> [Required action]: Show every line in the entries below where the word "Outcome" appears.
───── Data for analysis
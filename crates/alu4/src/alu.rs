//! The ALU: dispatches an instruction to its unit and formats the result.
//!
//! # Pipeline
//!
//! ```text
//! Instruction ──► unit (adder / AND / NOT) ──► result register
//!                                               │
//!                        ADD and sign bit set ──┴──► two's-complement decoder
//! ```
//!
//! The hex digit of an [`Outcome`] always comes from the unsigned result
//! register. Only the decimal annotation of an ADD goes through the decoder.

use crate::gate::{GatePrimitives, ScalarGates};
use crate::opcode::{Instruction, Opcode};
use crate::register::Register;
use crate::unit::{BitwiseUnit, RippleCarryAdder, TwosComplement};
use core::fmt;

/// A 4-bit ALU over a gate set.
#[derive(Debug, Clone, Default)]
pub struct Alu<G = ScalarGates> {
    gates: G,
}

impl Alu {
    /// ALU over [`ScalarGates`].
    #[must_use]
    pub const fn new() -> Self {
        Self { gates: ScalarGates }
    }
}

impl<G: GatePrimitives> Alu<G> {
    /// ALU over a custom gate set.
    pub const fn with_gates(gates: G) -> Self {
        Self { gates }
    }

    /// The gate set this ALU evaluates with.
    pub const fn gates(&self) -> &G {
        &self.gates
    }

    /// Consumes the ALU and returns its gate set.
    pub fn into_gates(self) -> G {
        self.gates
    }

    /// Runs one instruction.
    ///
    /// # Example
    ///
    /// ```
    /// use alu4::{Alu, Instruction, Register};
    ///
    /// let alu = Alu::new();
    /// let a = Register::from_value(9).unwrap();
    /// let b = Register::from_value(1).unwrap();
    ///
    /// let out = alu.execute(Instruction::Add(a, b));
    /// assert_eq!(out.to_string(), "-> 0xA = -6");
    /// ```
    pub fn execute(&self, instruction: Instruction) -> Outcome {
        let opcode = instruction.opcode();
        tracing::debug!(%instruction, control_code = opcode.control_code(), "dispatch");

        let (result, decimal) = match instruction {
            Instruction::Add(a, b) => {
                let sum = RippleCarryAdder::add(&self.gates, a, b);
                (sum, Some(TwosComplement::signed_value(&self.gates, sum)))
            }
            Instruction::And(a, b) => {
                let r = BitwiseUnit::and(&self.gates, a, b);
                (r, Some(r.value() as i8))
            }
            Instruction::Not(a) => (BitwiseUnit::not(&self.gates, a), None),
        };

        Outcome {
            opcode,
            result,
            decimal,
        }
    }
}

/// Result of one ALU operation.
#[derive(Debug, Clone, Copy, PartialEq, Eq)]
#[cfg_attr(feature = "serde", derive(serde::Serialize))]
pub struct Outcome {
    /// The operation that ran.
    pub opcode: Opcode,
    /// Unsigned result register.
    pub result: Register,
    /// Signed value for ADD, unsigned value for AND, `None` for NOT.
    pub decimal: Option<i8>,
}

impl Outcome {
    /// Hex digit of the unsigned result.
    #[must_use]
    pub fn hex_digit(&self) -> char {
        self.result.hex_digit()
    }
}

impl fmt::Display for Outcome {
    /// `-> 0x<H> = <D>` for ADD and AND, `-> 0x<H>` for NOT.
    fn fmt(&self, f: &mut fmt::Formatter<'_>) -> fmt::Result {
        match self.decimal {
            Some(d) => write!(f, "-> 0x{} = {}", self.hex_digit(), d),
            None => write!(f, "-> 0x{}", self.hex_digit()),
        }
    }
}
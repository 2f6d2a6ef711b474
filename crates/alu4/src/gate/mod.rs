//! Gate primitives the ALU is built from.
//!
//! This module defines the single-bit value type and the 4 gate primitives
//! from which every ALU unit is composed:
//!
//! - `and`, `or`, `xor`: binary gates
//! - `not`: unary gate
//!
//! # Usage
//!
//! Units take any [`GatePrimitives`] implementation. [`ScalarGates`] is the
//! reference implementation; [`TracingGates`] records each evaluation.
//!
//! ```
//! use alu4::gate::{Bit, GatePrimitives, ScalarGates};
//!
//! let g = ScalarGates;
//! assert_eq!(g.xor(Bit::ONE, Bit::new(0b10)), Bit::ONE);
//! ```

pub mod bit;
pub mod primitives;
pub mod trace;

pub use bit::Bit;
pub use primitives::{Gate, GatePrimitives, ScalarGates};
pub use trace::{GateEvent, GateTrace, TracingGates};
──────────
> [Exercise response]:
//! The hex digit of an [`Outcome`] always comes from the unsigned result
    pub fn execute(&self, instruction: Instruction) -> Outcome {
        Outcome {
pub struct Outcome {
impl Outcome {
impl fmt::Display for Outcome {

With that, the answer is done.